FIG. 1 is an enlarged perspective view of a main part of a composite test apparatus for an automobile according to an embodiment of the present invention, and FIG. 2 is a schematic plan view thereof. FIG. 3 is a schematic plan view showing a composite test apparatus for an automobile according to the prior art. 2: support base, 5: coupling mechanism, 31: roller (first guide member), 32: roller (second guide member), C: floating fulcrum (center rotation fulcrum), Ls: measurement reference line

Claims (1)

(57) [Claims] 1. A vehicle test apparatus in which one or a plurality of test items can be tested by placing a vehicle at a predetermined position, wherein the vehicle test apparatus has a measurement reference line along a vehicle traveling direction.

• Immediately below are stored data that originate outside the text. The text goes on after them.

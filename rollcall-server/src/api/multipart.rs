//! Multipart form reading shared by the upload endpoints

use axum::body::Bytes;
use axum::extract::Multipart;
use std::collections::HashMap;

use crate::services::upload::UploadError;
use crate::{ApiError, ApiResult};

/// Text fields plus at most one file field
#[derive(Debug, Default)]
pub struct UploadForm {
    fields: HashMap<String, String>,
    file: Option<Bytes>,
}

impl UploadForm {
    /// Drain `multipart`, keeping `file_field` as bytes and the rest as text
    ///
    /// A file above `max_bytes` fails immediately with a 413.
    pub async fn read(mut multipart: Multipart, file_field: &str, max_bytes: usize) -> ApiResult<Self> {
        let mut form = UploadForm::default();

        while let Some(field) = multipart.next_field().await? {
            let name = field.name().unwrap_or_default().to_string();

            if name == file_field {
                let bytes = field.bytes().await?;
                if bytes.len() > max_bytes {
                    return Err(UploadError::TooLarge {
                        size: bytes.len(),
                        limit: max_bytes,
                    }
                    .into());
                }
                form.file = Some(bytes);
            } else if !name.is_empty() {
                let value = field.text().await?;
                form.fields.insert(name, value);
            }
        }

        Ok(form)
    }

    /// Trimmed, non-empty text field
    pub fn text(&self, name: &str) -> Option<&str> {
        self.fields
            .get(name)
            .map(|value| value.trim())
            .filter(|value| !value.is_empty())
    }

    pub fn require_text(&self, name: &str) -> ApiResult<&str> {
        self.text(name)
            .ok_or_else(|| ApiError::BadRequest(format!("Missing field '{}'", name)))
    }

    pub fn optional_i64(&self, name: &str) -> ApiResult<Option<i64>> {
        self.text(name)
            .map(|value| {
                value
                    .parse()
                    .map_err(|_| ApiError::BadRequest(format!("Field '{}' must be an integer", name)))
            })
            .transpose()
    }

    pub fn require_i64(&self, name: &str) -> ApiResult<i64> {
        self.optional_i64(name)?
            .ok_or_else(|| ApiError::BadRequest(format!("Missing field '{}'", name)))
    }

    pub fn take_file(&mut self) -> Option<Bytes> {
        self.file.take()
    }
}
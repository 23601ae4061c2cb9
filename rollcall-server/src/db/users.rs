//! User database operations

use rollcall_common::db::{Role, User};
use rollcall_common::time::{format_timestamp, now, parse_timestamp};
use rollcall_common::{Error, Result};
use sqlx::sqlite::SqliteRow;
use sqlx::{Row, SqliteExecutor, SqlitePool};

/// User fields supplied at creation
#[derive(Debug, Clone)]
pub struct NewUser {
    pub username: String,
    pub role: Role,
    pub first_name: String,
    pub last_name: String,
    pub email: String,
}

/// Insert a user; runs on a pool or inside a caller's transaction
pub async fn create_user<'e, E>(executor: E, user: &NewUser) -> Result<User>
where
    E: SqliteExecutor<'e>,
{
    let created_at = now();

    let id: i64 = sqlx::query_scalar(
        r#"
        INSERT INTO users (username, role, first_name, last_name, email, created_at)
        VALUES (?, ?, ?, ?, ?, ?)
        RETURNING id
        "#,
    )
    .bind(&user.username)
    .bind(user.role.as_str())
    .bind(&user.first_name)
    .bind(&user.last_name)
    .bind(&user.email)
    .bind(format_timestamp(created_at))
    .fetch_one(executor)
    .await
    .map_err(|e| match Error::from(e) {
        err if err.is_unique_violation() => Error::Conflict(format!(
            "Username '{}' or email '{}' already registered",
            user.username, user.email
        )),
        err => err,
    })?;

    Ok(User {
        id,
        username: user.username.clone(),
        role: user.role,
        first_name: user.first_name.clone(),
        last_name: user.last_name.clone(),
        email: user.email.clone(),
        created_at,
    })
}

pub async fn get_user(pool: &SqlitePool, id: i64) -> Result<Option<User>> {
    let row = sqlx::query(
        "SELECT id, username, role, first_name, last_name, email, created_at FROM users WHERE id = ?",
    )
    .bind(id)
    .fetch_optional(pool)
    .await?;

    row.as_ref().map(user_from_row).transpose()
}

pub async fn get_user_by_username(pool: &SqlitePool, username: &str) -> Result<Option<User>> {
    let row = sqlx::query(
        "SELECT id, username, role, first_name, last_name, email, created_at FROM users WHERE username = ?",
    )
    .bind(username)
    .fetch_optional(pool)
    .await?;

    row.as_ref().map(user_from_row).transpose()
}

fn user_from_row(row: &SqliteRow) -> Result<User> {
    let role: String = row.try_get("role")?;
    let created_at: String = row.try_get("created_at")?;

    Ok(User {
        id: row.try_get("id")?,
        username: row.try_get("username")?,
        role: role.parse()?,
        first_name: row.try_get("first_name")?,
        last_name: row.try_get("last_name")?,
        email: row.try_get("email")?,
        created_at: parse_timestamp(&created_at)?,
    })
}

#[cfg(test)]
mod tests {
    use super::*;
    use rollcall_common::db::init_memory_database;

    fn parent() -> NewUser {
        NewUser {
            username: "parent1".to_string(),
            role: Role::Parent,
            first_name: "Mary".to_string(),
            last_name: "Chen".to_string(),
            email: "mary.chen@email.com".to_string(),
        }
    }

    #[tokio::test]
    async fn test_create_and_load_user() {
        let pool = init_memory_database().await.unwrap();
        let created = create_user(&pool, &parent()).await.unwrap();

        let loaded = get_user(&pool, created.id).await.unwrap().unwrap();
        assert_eq!(loaded.username, "parent1");
        assert_eq!(loaded.role, Role::Parent);
        assert_eq!(loaded.created_at, created.created_at);

        let by_name = get_user_by_username(&pool, "parent1").await.unwrap().unwrap();
        assert_eq!(by_name.id, created.id);
        assert!(get_user(&pool, created.id + 1).await.unwrap().is_none());
    }

    #[tokio::test]
    async fn test_duplicate_username_is_conflict() {
        let pool = init_memory_database().await.unwrap();
        create_user(&pool, &parent()).await.unwrap();

        let err = create_user(&pool, &parent()).await.unwrap_err();
        assert!(matches!(err, Error::Conflict(_)));
    }
}
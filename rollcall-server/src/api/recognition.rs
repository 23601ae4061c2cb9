//! Facial-recognition attendance intake
//!
//! Upload → recognizer → attendance writer → guardian notices.

use axum::{
    extract::State,
    routing::post,
    Json, Router,
};
use rollcall_common::time::now;
use serde::Serialize;
use tracing::info;

use crate::api::caller::Caller;
use crate::api::extract::ApiMultipart;
use crate::api::multipart::UploadForm;
use crate::db::classes;
use crate::services::attendance_writer::{mark_recognized, MarkedAttendance, RecognitionBatch, WriterOptions};
use crate::services::notification_dispatcher::dispatch_recognition_notices;
use crate::services::recognizer::{Recognition, RecognitionOutcome};
use crate::services::upload::{validate_image, TempUpload, UploadError};
use crate::{ApiError, ApiResult, AppState};

/// Recognition intake response
#[derive(Debug, Serialize)]
#[serde(rename_all = "camelCase")]
pub struct RecognitionResponse {
    pub success: bool,
    pub message: String,
    /// Recognitions returned by the engine (N)
    pub recognized_students: usize,
    /// Entries created (M)
    pub attendance_marked: usize,
    pub already_marked: usize,
    pub unresolved: usize,
    pub below_threshold: usize,
    pub total_faces: u32,
    pub notifications_sent: usize,
    pub already_marked_students: Vec<String>,
    pub unresolved_identities: Vec<String>,
    pub recognitions: Vec<Recognition>,
    pub records: Vec<MarkedAttendance>,
}

/// POST /api/attendance/facial-recognition
///
/// Multipart fields: `image` (file) and `classId`.
pub async fn recognize_attendance(
    State(state): State<AppState>,
    caller: Caller,
    ApiMultipart(multipart): ApiMultipart,
) -> ApiResult<Json<RecognitionResponse>> {
    let max_bytes = state.settings.max_upload_bytes;
    let mut form = UploadForm::read(multipart, "image", max_bytes).await?;

    let image = form.take_file().ok_or(UploadError::Missing("image"))?;
    let class_id = form.require_i64("classId")?;
    let extension = validate_image(&image, max_bytes)?;

    if classes::get_class(&state.db, class_id).await?.is_none() {
        return Err(ApiError::NotFound(format!("Class not found: {}", class_id)));
    }

    let upload = TempUpload::persist(&state.settings.upload_dir, &image, extension).await?;
    let outcome = state.recognizer.recognize(upload.path()).await;
    upload.cleanup().await;

    let result = match outcome? {
        RecognitionOutcome::Recognized(result) => result,
        RecognitionOutcome::Rejected { message } => {
            info!(class_id, message = %message, "Recognizer rejected image");
            return Err(ApiError::RecognitionRejected(message));
        }
    };

    let batch = RecognitionBatch {
        class_id,
        marked_by: caller.user_id(),
        marked_at: now(),
        recognitions: &result.recognitions,
    };
    let written = mark_recognized(&state.db, &batch, WriterOptions::from(state.settings.as_ref())).await?;

    let report = dispatch_recognition_notices(&state.db, &written.marked).await;
    if report.failed > 0 {
        state
            .record_error(format!("{} attendance notification(s) failed to send", report.failed))
            .await;
    }

    Ok(Json(RecognitionResponse {
        success: true,
        message: format!(
            "Successfully marked attendance for {} students",
            written.marked_count()
        ),
        recognized_students: written.recognized,
        attendance_marked: written.marked_count(),
        already_marked: written.already_marked.len(),
        unresolved: written.unresolved.len(),
        below_threshold: written.below_threshold,
        total_faces: result.total_faces,
        notifications_sent: report.sent,
        already_marked_students: written.already_marked,
        unresolved_identities: written.unresolved,
        recognitions: result.recognitions,
        records: written.marked,
    }))
}

pub fn recognition_routes() -> Router<AppState> {
    Router::new().route("/api/attendance/facial-recognition", post(recognize_attendance))
}
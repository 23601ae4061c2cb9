//! Database schema and models

pub mod init;
pub mod models;

pub use init::*;
pub use models::*;
//! Database models

use chrono::{DateTime, NaiveDate, Utc};
use serde::{Deserialize, Serialize};
use std::fmt;
use std::str::FromStr;

use crate::Error;

/// Implements `as_str`, `Display` and `FromStr` for a text-backed enum column
macro_rules! text_enum {
    ($name:ident, $label:literal, { $($variant:ident => $text:literal),+ $(,)? }) => {
        impl $name {
            pub fn as_str(&self) -> &'static str {
                match self {
                    $($name::$variant => $text,)+
                }
            }
        }

        impl fmt::Display for $name {
            fn fmt(&self, f: &mut fmt::Formatter<'_>) -> fmt::Result {
                f.write_str(self.as_str())
            }
        }

        impl FromStr for $name {
            type Err = Error;

            fn from_str(s: &str) -> Result<Self, Self::Err> {
                match s {
                    $($text => Ok($name::$variant),)+
                    other => Err(Error::InvalidInput(format!(
                        concat!("Unknown ", $label, " '{}'"),
                        other
                    ))),
                }
            }
        }
    };
}

#[derive(Debug, Clone, Copy, PartialEq, Eq, Serialize, Deserialize)]
#[serde(rename_all = "lowercase")]
pub enum Role {
    Teacher,
    Student,
    Parent,
}

text_enum!(Role, "role", {
    Teacher => "teacher",
    Student => "student",
    Parent => "parent",
});

#[derive(Debug, Clone, Serialize, Deserialize)]
#[serde(rename_all = "camelCase")]
pub struct User {
    pub id: i64,
    pub username: String,
    pub role: Role,
    pub first_name: String,
    pub last_name: String,
    pub email: String,
    pub created_at: DateTime<Utc>,
}

/// A registered student, the subject of attendance tracking
#[derive(Debug, Clone, Serialize, Deserialize)]
#[serde(rename_all = "camelCase")]
pub struct Student {
    pub id: i64,
    /// External identifier printed on the student card (e.g. "STU002")
    pub student_code: String,
    pub user_id: Option<i64>,
    pub first_name: String,
    pub last_name: String,
    pub grade: String,
    pub section: String,
    /// Guardian user; notifications go here
    pub parent_id: Option<i64>,
    pub profile_image: Option<String>,
    /// Opaque biometric template produced by the recognizer
    #[serde(skip)]
    pub face_template: Option<Vec<u8>>,
    pub is_active: bool,
    pub created_at: DateTime<Utc>,
}

impl Student {
    pub fn full_name(&self) -> String {
        format!("{} {}", self.first_name, self.last_name)
    }

    pub fn has_face_template(&self) -> bool {
        self.face_template.is_some()
    }
}

#[derive(Debug, Clone, Serialize, Deserialize)]
#[serde(rename_all = "camelCase")]
pub struct Class {
    pub id: i64,
    pub name: String,
    pub subject: String,
    pub teacher_id: i64,
    pub grade: String,
    pub section: String,
    /// Free-form JSON schedule, stored as text
    pub schedule: Option<String>,
    pub is_active: bool,
    pub created_at: DateTime<Utc>,
}

#[derive(Debug, Clone, Copy, PartialEq, Eq, Serialize, Deserialize)]
#[serde(rename_all = "lowercase")]
pub enum AttendanceStatus {
    Present,
    Absent,
    Late,
}

text_enum!(AttendanceStatus, "attendance status", {
    Present => "present",
    Absent => "absent",
    Late => "late",
});

impl AttendanceStatus {
    /// Present and late both count as attended
    pub fn counts_as_attended(&self) -> bool {
        matches!(self, AttendanceStatus::Present | AttendanceStatus::Late)
    }
}

/// How an attendance entry was produced
#[derive(Debug, Clone, Copy, PartialEq, Eq, Serialize, Deserialize)]
#[serde(rename_all = "snake_case")]
pub enum MarkMethod {
    Manual,
    FacialRecognition,
}

text_enum!(MarkMethod, "mark method", {
    Manual => "manual",
    FacialRecognition => "facial_recognition",
});

/// One (student, class, day) status record
#[derive(Debug, Clone, Serialize, Deserialize)]
#[serde(rename_all = "camelCase")]
pub struct AttendanceRecord {
    pub id: i64,
    pub student_id: i64,
    pub class_id: i64,
    pub attendance_date: NaiveDate,
    pub status: AttendanceStatus,
    pub marked_at: DateTime<Utc>,
    pub recognition_confidence: Option<f64>,
    pub notes: Option<String>,
    pub marked_by: Option<i64>,
    pub method: MarkMethod,
    pub created_at: DateTime<Utc>,
}

/// Attendance record prepared for insertion
#[derive(Debug, Clone, PartialEq)]
pub struct NewAttendanceRecord {
    pub student_id: i64,
    pub class_id: i64,
    pub attendance_date: NaiveDate,
    pub status: AttendanceStatus,
    pub marked_at: DateTime<Utc>,
    pub recognition_confidence: Option<f64>,
    pub notes: Option<String>,
    pub marked_by: Option<i64>,
    pub method: MarkMethod,
}

#[derive(Debug, Clone, Copy, PartialEq, Eq, Serialize, Deserialize)]
#[serde(rename_all = "lowercase")]
pub enum NotificationKind {
    Attendance,
    Late,
    Absent,
}

text_enum!(NotificationKind, "notification kind", {
    Attendance => "attendance",
    Late => "late",
    Absent => "absent",
});

#[derive(Debug, Clone, Serialize, Deserialize)]
#[serde(rename_all = "camelCase")]
pub struct Notification {
    pub id: i64,
    /// Recipient (guardian) user
    pub user_id: i64,
    #[serde(rename = "type")]
    pub kind: NotificationKind,
    pub title: String,
    pub message: String,
    pub is_read: bool,
    pub student_id: Option<i64>,
    pub created_at: DateTime<Utc>,
}

#[derive(Debug, Clone, PartialEq)]
pub struct NewNotification {
    pub user_id: i64,
    pub kind: NotificationKind,
    pub title: String,
    pub message: String,
    pub student_id: Option<i64>,
}

#[cfg(test)]
mod tests {
    use super::*;

    #[test]
    fn test_status_text_round_trip() {
        for status in [AttendanceStatus::Present, AttendanceStatus::Absent, AttendanceStatus::Late] {
            assert_eq!(status.as_str().parse::<AttendanceStatus>().unwrap(), status);
        }
        assert!("excused".parse::<AttendanceStatus>().is_err());
    }

    #[test]
    fn test_attended_statuses() {
        assert!(AttendanceStatus::Present.counts_as_attended());
        assert!(AttendanceStatus::Late.counts_as_attended());
        assert!(!AttendanceStatus::Absent.counts_as_attended());
    }

    #[test]
    fn test_mark_method_serializes_snake_case() {
        let json = serde_json::to_string(&MarkMethod::FacialRecognition).unwrap();
        assert_eq!(json, "\"facial_recognition\"");
        assert_eq!(MarkMethod::FacialRecognition.to_string(), "facial_recognition");
    }

    #[test]
    fn test_student_template_not_serialized() {
        let student = Student {
            id: 2,
            student_code: "STU002".to_string(),
            user_id: None,
            first_name: "Sarah".to_string(),
            last_name: "Chen".to_string(),
            grade: "10".to_string(),
            section: "A".to_string(),
            parent_id: Some(7),
            profile_image: None,
            face_template: Some(vec![1, 2, 3]),
            is_active: true,
            created_at: Utc::now(),
        };

        let json = serde_json::to_value(&student).unwrap();
        assert!(json.get("faceTemplate").is_none());
        assert_eq!(json["studentCode"], "STU002");
        assert_eq!(json["parentId"], 7);
        assert_eq!(student.full_name(), "Sarah Chen");
        assert!(student.has_face_template());
    }
}
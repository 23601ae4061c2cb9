//! Student registration and roster endpoints

use axum::{
    extract::State,
    http::StatusCode,
    routing::{get, patch},
    Json, Router,
};
use rollcall_common::db::{Role, Student};
use serde::Serialize;
use tracing::info;

use crate::api::extract::{ApiMultipart, ApiPath};
use crate::api::multipart::UploadForm;
use crate::db::students::{self, NewStudent};
use crate::db::users;
use crate::services::enrollment::spawn_enrollment;
use crate::services::upload::{validate_image, TempUpload};
use crate::{ApiError, ApiResult, AppState};

#[derive(Debug, Serialize)]
#[serde(rename_all = "camelCase")]
pub struct RegistrationResponse {
    pub student: Student,
    /// A photo was accepted and is being enrolled in the background
    pub enrollment_pending: bool,
}

/// GET /api/students
pub async fn list_students(State(state): State<AppState>) -> ApiResult<Json<Vec<Student>>> {
    Ok(Json(students::list_active_students(&state.db).await?))
}

/// POST /api/students
///
/// Multipart fields: `studentCode`, `firstName`, `lastName`, `grade`,
/// `section`, optional `parentId`, `userId`, `profileImage` and `photo`.
pub async fn register_student(
    State(state): State<AppState>,
    ApiMultipart(multipart): ApiMultipart,
) -> ApiResult<(StatusCode, Json<RegistrationResponse>)> {
    let max_bytes = state.settings.max_upload_bytes;
    let mut form = UploadForm::read(multipart, "photo", max_bytes).await?;

    let new_student = NewStudent {
        student_code: form.require_text("studentCode")?.to_string(),
        user_id: form.optional_i64("userId")?,
        first_name: form.require_text("firstName")?.to_string(),
        last_name: form.require_text("lastName")?.to_string(),
        grade: form.require_text("grade")?.to_string(),
        section: form.require_text("section")?.to_string(),
        parent_id: form.optional_i64("parentId")?,
        profile_image: form.text("profileImage").map(str::to_string),
    };

    if let Some(parent_id) = new_student.parent_id {
        match users::get_user(&state.db, parent_id).await? {
            Some(user) if user.role == Role::Parent => {}
            Some(_) => {
                return Err(ApiError::BadRequest(format!("User {} is not a parent", parent_id)));
            }
            None => return Err(ApiError::BadRequest(format!("Unknown parent: {}", parent_id))),
        }
    }

    // Validate and store the photo before the student row is written; if
    // the insert fails the upload is dropped and removed
    let upload = match form.take_file() {
        Some(bytes) => {
            let extension = validate_image(&bytes, max_bytes)?;
            Some(TempUpload::persist(&state.settings.upload_dir, &bytes, extension).await?)
        }
        None => None,
    };

    let student = students::create_student(&state.db, &new_student).await?;
    info!(student_id = student.id, code = %student.student_code, "Registered student");

    let enrollment_pending = match upload {
        Some(upload) => {
            spawn_enrollment(&state, student.clone(), upload);
            true
        }
        None => false,
    };

    Ok((
        StatusCode::CREATED,
        Json(RegistrationResponse {
            student,
            enrollment_pending,
        }),
    ))
}

/// PATCH /api/students/:id/deactivate
pub async fn deactivate_student(
    State(state): State<AppState>,
    ApiPath(id): ApiPath<i64>,
) -> ApiResult<Json<Student>> {
    let student = students::deactivate_student(&state.db, id).await?;
    info!(student_id = id, "Deactivated student");
    Ok(Json(student))
}

pub fn student_routes() -> Router<AppState> {
    Router::new()
        .route("/api/students", get(list_students).post(register_student))
        .route("/api/students/:id/deactivate", patch(deactivate_student))
}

A support base movable in a direction orthogonal to the measurement reference line extending in the direction (hereinafter referred to as an orthogonal direction) is provided, and is disposed on one side and the other side of the wheel of the automobile, facing each other; A guide member is configured by a first guide member and a second guide member movable between a position where the wheel comes into contact with the wheel and a position away from the wheel, and the guide member is arranged on the support base, A pair of the support bases are arranged on the front and rear wheels corresponding to the left and right wheels, and the pair of support bases corresponding to the left and right wheels are configured to be able to approach and separate from each other along the orthogonal direction, and are movable in the orthogonal direction. A link-like connecting mechanism having a center rotation fulcrum provided on the base, connecting the pair of support bases by the connecting mechanism, and following the movement of the pair of support bases toward and away from each other, the measurement reference A movement amount of the center rotation fulcrum deviated from a line is configured to be directly or indirectly measurable; and the support base is extended along a movement direction of the support base, and the wheel is mounted thereon. A pair of juxtaposed rollers to be rotated by rotating the wheels, and the wheels are configured to be rotated and tested on the juxtaposed rollers.